(Data extract Opens)

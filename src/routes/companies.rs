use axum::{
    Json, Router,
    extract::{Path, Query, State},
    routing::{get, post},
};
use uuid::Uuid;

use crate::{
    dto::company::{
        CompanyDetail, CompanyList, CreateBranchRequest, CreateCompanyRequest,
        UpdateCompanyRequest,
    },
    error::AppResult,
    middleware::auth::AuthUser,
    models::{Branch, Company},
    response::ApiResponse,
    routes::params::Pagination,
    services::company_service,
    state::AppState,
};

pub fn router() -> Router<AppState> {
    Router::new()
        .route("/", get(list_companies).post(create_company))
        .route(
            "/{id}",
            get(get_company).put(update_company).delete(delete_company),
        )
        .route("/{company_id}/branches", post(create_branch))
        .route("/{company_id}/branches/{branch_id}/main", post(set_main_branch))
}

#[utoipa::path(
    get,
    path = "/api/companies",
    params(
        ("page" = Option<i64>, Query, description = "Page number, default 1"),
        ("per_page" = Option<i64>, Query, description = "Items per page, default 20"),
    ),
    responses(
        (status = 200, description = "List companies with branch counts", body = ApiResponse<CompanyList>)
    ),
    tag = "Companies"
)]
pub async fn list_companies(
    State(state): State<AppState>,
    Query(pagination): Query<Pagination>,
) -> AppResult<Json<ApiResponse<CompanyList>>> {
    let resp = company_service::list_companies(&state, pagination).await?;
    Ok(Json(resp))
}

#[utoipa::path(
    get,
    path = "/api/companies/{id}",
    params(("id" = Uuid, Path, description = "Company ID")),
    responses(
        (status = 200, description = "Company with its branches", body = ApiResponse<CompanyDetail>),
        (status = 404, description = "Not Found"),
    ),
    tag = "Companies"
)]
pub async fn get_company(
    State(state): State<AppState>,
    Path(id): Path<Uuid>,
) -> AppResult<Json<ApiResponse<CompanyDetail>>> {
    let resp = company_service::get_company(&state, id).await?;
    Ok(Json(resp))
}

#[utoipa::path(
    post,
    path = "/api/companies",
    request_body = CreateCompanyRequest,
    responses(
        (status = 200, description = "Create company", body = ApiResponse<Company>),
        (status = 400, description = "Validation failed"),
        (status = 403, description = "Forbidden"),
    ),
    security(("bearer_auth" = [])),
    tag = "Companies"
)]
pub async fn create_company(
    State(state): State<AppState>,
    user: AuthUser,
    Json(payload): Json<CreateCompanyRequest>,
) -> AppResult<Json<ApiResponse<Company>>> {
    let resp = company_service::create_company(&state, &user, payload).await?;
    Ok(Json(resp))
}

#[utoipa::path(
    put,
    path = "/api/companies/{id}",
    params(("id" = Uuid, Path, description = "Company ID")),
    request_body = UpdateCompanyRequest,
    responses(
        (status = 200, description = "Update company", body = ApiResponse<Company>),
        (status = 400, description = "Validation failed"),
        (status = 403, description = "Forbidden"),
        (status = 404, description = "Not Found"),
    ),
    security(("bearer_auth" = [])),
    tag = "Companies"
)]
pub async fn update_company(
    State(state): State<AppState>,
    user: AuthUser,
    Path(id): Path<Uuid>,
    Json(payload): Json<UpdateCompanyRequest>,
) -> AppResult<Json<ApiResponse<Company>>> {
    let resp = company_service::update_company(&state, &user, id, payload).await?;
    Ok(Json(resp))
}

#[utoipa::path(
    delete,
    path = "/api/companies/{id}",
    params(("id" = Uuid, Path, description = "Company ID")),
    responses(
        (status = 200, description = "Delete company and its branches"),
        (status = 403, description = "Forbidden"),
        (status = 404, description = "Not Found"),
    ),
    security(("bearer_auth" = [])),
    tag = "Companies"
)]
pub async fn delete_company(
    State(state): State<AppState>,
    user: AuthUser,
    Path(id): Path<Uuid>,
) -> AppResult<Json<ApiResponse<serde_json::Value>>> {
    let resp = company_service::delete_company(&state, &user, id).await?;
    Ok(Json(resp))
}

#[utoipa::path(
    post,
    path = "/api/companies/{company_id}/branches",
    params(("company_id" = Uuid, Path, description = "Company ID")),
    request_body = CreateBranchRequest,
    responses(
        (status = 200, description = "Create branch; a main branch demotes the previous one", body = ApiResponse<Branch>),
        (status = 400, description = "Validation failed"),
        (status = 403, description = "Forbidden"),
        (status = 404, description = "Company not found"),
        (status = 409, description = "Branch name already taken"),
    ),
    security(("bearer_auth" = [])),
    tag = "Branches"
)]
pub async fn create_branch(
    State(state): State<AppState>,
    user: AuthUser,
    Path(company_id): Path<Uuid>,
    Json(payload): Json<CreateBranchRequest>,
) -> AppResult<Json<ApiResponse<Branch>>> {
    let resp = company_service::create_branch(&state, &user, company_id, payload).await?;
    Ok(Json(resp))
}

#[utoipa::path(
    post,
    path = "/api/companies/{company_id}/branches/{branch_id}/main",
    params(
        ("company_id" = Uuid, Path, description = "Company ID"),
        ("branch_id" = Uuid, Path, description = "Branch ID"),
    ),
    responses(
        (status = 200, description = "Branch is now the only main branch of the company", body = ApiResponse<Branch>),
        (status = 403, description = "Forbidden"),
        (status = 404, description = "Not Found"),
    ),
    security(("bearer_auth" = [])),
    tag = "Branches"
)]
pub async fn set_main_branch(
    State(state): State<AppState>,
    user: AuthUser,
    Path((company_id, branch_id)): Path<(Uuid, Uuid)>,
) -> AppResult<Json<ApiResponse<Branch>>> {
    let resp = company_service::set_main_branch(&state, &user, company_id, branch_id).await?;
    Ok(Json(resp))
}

(Data extract Closes)

__What the task asks__
What belongs in the answer is each line of the data that has the word "default".

__Output below__
        ("page" = Option<i64>, Query, description = "Page number, default 1"),
        ("per_page" = Option<i64>, Query, description = "Items per page, default 20"),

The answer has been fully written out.